** DATA TO USE follows **

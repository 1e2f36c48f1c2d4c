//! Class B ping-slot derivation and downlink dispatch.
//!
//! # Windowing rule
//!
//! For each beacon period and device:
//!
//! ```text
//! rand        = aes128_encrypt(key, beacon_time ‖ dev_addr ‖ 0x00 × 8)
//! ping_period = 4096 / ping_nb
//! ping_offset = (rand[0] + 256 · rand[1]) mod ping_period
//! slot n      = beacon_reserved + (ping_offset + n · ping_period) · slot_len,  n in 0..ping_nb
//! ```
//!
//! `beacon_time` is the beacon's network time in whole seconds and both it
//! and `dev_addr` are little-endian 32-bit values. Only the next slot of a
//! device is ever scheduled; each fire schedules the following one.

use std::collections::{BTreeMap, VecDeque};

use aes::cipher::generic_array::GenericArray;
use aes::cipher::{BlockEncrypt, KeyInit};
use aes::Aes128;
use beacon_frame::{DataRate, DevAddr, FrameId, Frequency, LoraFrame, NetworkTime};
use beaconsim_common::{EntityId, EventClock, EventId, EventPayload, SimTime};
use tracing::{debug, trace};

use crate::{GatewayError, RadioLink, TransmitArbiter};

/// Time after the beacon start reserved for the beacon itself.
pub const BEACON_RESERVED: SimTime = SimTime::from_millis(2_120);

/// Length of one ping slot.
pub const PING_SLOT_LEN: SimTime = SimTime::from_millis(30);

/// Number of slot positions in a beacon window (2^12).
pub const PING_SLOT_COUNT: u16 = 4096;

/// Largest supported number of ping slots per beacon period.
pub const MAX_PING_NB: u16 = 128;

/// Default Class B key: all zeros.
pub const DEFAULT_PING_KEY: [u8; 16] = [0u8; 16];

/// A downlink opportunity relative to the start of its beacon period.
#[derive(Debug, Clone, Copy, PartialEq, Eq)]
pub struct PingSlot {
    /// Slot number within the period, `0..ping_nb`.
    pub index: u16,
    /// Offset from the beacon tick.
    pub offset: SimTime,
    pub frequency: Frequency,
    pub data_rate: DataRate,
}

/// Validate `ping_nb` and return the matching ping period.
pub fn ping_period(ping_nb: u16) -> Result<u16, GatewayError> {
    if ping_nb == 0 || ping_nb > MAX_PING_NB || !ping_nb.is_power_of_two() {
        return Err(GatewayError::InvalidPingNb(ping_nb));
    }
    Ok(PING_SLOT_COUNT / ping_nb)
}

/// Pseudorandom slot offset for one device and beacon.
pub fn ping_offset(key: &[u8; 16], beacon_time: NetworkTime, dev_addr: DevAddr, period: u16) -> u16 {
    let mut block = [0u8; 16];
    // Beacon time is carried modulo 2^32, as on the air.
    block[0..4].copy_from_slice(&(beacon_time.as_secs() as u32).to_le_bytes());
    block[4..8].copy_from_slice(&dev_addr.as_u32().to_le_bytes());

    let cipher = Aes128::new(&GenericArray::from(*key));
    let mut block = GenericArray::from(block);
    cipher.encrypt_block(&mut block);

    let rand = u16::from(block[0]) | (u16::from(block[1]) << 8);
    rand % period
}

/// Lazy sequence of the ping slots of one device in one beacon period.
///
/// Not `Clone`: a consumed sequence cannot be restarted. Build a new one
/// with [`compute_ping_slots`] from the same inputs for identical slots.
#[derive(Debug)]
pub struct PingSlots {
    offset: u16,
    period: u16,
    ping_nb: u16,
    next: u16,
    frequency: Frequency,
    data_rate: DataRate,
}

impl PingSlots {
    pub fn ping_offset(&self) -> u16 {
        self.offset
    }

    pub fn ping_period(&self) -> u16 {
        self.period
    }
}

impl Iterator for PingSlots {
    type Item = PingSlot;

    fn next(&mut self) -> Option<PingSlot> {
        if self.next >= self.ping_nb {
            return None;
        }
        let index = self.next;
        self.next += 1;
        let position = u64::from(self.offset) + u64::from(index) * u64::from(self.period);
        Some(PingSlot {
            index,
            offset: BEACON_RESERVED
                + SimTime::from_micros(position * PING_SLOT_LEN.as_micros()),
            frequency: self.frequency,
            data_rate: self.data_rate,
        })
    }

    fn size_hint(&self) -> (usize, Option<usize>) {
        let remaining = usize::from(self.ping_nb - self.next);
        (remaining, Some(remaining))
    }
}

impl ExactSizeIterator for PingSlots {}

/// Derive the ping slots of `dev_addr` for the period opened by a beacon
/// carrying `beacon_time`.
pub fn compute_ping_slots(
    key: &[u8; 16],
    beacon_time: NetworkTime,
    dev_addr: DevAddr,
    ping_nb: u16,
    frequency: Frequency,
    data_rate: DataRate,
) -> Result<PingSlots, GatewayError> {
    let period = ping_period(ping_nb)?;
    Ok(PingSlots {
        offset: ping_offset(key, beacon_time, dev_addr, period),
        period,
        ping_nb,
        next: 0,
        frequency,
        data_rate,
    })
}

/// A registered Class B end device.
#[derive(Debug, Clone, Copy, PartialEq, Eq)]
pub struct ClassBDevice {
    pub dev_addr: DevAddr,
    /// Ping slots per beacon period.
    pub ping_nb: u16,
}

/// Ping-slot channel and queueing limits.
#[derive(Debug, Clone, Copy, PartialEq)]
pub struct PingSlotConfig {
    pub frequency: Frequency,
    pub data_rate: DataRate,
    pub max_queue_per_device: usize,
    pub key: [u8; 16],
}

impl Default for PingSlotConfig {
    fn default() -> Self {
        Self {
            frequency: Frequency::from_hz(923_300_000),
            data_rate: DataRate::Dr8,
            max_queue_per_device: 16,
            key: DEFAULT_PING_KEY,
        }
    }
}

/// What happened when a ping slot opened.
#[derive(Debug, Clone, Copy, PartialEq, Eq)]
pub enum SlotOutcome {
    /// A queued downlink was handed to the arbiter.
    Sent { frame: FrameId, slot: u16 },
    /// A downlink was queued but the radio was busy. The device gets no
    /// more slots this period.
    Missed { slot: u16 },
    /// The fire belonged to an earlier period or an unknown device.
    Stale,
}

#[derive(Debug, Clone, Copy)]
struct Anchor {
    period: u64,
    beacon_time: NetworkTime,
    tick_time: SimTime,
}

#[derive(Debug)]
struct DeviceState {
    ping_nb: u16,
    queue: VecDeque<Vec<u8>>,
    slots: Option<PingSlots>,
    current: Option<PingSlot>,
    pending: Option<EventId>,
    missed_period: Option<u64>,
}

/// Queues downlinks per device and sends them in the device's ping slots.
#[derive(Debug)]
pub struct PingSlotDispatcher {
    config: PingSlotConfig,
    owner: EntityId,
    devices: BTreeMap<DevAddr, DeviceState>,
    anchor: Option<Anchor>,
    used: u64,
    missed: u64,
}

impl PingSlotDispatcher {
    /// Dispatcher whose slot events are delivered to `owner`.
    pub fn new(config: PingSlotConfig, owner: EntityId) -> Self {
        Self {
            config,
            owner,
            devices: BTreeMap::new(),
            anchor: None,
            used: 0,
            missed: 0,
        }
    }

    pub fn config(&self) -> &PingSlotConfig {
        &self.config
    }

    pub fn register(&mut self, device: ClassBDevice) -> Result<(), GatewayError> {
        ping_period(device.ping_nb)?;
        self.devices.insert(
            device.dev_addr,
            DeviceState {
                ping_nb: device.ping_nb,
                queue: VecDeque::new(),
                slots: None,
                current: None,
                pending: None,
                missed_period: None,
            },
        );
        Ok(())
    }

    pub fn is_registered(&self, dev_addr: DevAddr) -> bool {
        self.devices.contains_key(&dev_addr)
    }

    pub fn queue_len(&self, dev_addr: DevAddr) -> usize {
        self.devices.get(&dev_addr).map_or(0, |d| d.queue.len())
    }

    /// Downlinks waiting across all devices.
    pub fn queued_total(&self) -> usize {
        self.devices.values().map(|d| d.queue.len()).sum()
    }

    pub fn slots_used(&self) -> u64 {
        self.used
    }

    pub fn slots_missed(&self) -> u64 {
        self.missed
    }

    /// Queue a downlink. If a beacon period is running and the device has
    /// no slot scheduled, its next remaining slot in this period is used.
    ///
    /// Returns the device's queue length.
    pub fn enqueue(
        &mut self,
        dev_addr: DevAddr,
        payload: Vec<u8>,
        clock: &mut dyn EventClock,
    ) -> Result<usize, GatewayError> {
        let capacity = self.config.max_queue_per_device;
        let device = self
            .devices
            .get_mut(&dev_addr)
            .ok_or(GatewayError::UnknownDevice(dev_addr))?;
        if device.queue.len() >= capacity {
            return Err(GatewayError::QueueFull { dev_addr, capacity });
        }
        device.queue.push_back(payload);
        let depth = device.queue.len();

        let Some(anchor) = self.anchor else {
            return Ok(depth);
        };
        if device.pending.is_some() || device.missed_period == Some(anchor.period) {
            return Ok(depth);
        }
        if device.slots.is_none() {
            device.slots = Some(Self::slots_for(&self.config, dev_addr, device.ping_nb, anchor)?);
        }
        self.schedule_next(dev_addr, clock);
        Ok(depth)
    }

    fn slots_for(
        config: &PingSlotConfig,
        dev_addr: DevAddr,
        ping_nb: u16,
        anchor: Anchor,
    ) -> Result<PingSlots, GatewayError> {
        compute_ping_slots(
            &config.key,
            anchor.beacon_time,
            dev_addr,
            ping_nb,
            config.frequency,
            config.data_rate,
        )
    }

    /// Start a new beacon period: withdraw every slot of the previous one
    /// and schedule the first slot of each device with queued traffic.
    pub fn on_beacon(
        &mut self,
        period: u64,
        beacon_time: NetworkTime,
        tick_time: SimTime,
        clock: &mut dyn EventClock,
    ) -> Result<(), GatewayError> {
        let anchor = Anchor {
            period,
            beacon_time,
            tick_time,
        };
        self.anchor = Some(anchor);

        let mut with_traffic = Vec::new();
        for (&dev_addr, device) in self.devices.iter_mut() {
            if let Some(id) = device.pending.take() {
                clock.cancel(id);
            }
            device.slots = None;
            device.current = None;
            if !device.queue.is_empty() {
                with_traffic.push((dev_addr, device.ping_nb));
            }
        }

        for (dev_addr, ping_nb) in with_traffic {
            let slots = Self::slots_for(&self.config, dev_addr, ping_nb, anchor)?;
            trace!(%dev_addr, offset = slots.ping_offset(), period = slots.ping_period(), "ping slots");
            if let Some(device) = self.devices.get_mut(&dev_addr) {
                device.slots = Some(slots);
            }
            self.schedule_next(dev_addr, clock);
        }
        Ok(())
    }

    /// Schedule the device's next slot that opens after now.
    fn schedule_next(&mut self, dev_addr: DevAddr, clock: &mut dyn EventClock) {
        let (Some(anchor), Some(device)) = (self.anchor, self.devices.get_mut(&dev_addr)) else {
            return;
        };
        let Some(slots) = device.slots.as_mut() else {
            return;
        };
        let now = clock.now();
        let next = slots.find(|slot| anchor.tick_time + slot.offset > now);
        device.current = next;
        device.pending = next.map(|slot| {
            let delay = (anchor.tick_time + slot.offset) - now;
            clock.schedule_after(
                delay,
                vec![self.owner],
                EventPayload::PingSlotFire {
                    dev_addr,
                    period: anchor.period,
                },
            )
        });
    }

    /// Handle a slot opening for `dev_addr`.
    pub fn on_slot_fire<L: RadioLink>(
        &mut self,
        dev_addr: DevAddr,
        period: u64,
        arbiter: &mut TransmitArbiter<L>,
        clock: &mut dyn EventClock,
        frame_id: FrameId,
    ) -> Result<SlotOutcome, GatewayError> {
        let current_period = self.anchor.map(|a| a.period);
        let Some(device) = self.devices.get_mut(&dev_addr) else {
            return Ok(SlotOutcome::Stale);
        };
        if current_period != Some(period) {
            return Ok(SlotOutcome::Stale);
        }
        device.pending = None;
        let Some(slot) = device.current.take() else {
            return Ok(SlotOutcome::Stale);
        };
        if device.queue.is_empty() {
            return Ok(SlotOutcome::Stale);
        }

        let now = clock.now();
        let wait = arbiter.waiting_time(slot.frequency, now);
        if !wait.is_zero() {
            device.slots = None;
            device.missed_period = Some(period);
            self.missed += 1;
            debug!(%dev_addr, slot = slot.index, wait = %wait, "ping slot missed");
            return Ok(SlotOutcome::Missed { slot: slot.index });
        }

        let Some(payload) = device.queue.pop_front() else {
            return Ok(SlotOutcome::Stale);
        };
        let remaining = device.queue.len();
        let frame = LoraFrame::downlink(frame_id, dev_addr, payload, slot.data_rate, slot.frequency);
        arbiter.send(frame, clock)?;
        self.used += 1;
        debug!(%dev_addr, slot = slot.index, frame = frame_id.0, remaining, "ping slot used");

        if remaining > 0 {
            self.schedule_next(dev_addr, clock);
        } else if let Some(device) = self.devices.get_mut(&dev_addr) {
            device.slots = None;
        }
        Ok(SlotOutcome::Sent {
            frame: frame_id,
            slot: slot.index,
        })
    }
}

** End of DATA TO USE **

§ **REQUIRED WORK**: Say only how many lines above contain "BTreeMap", with no other words.

§ **SOLVED PROBLEM**: 3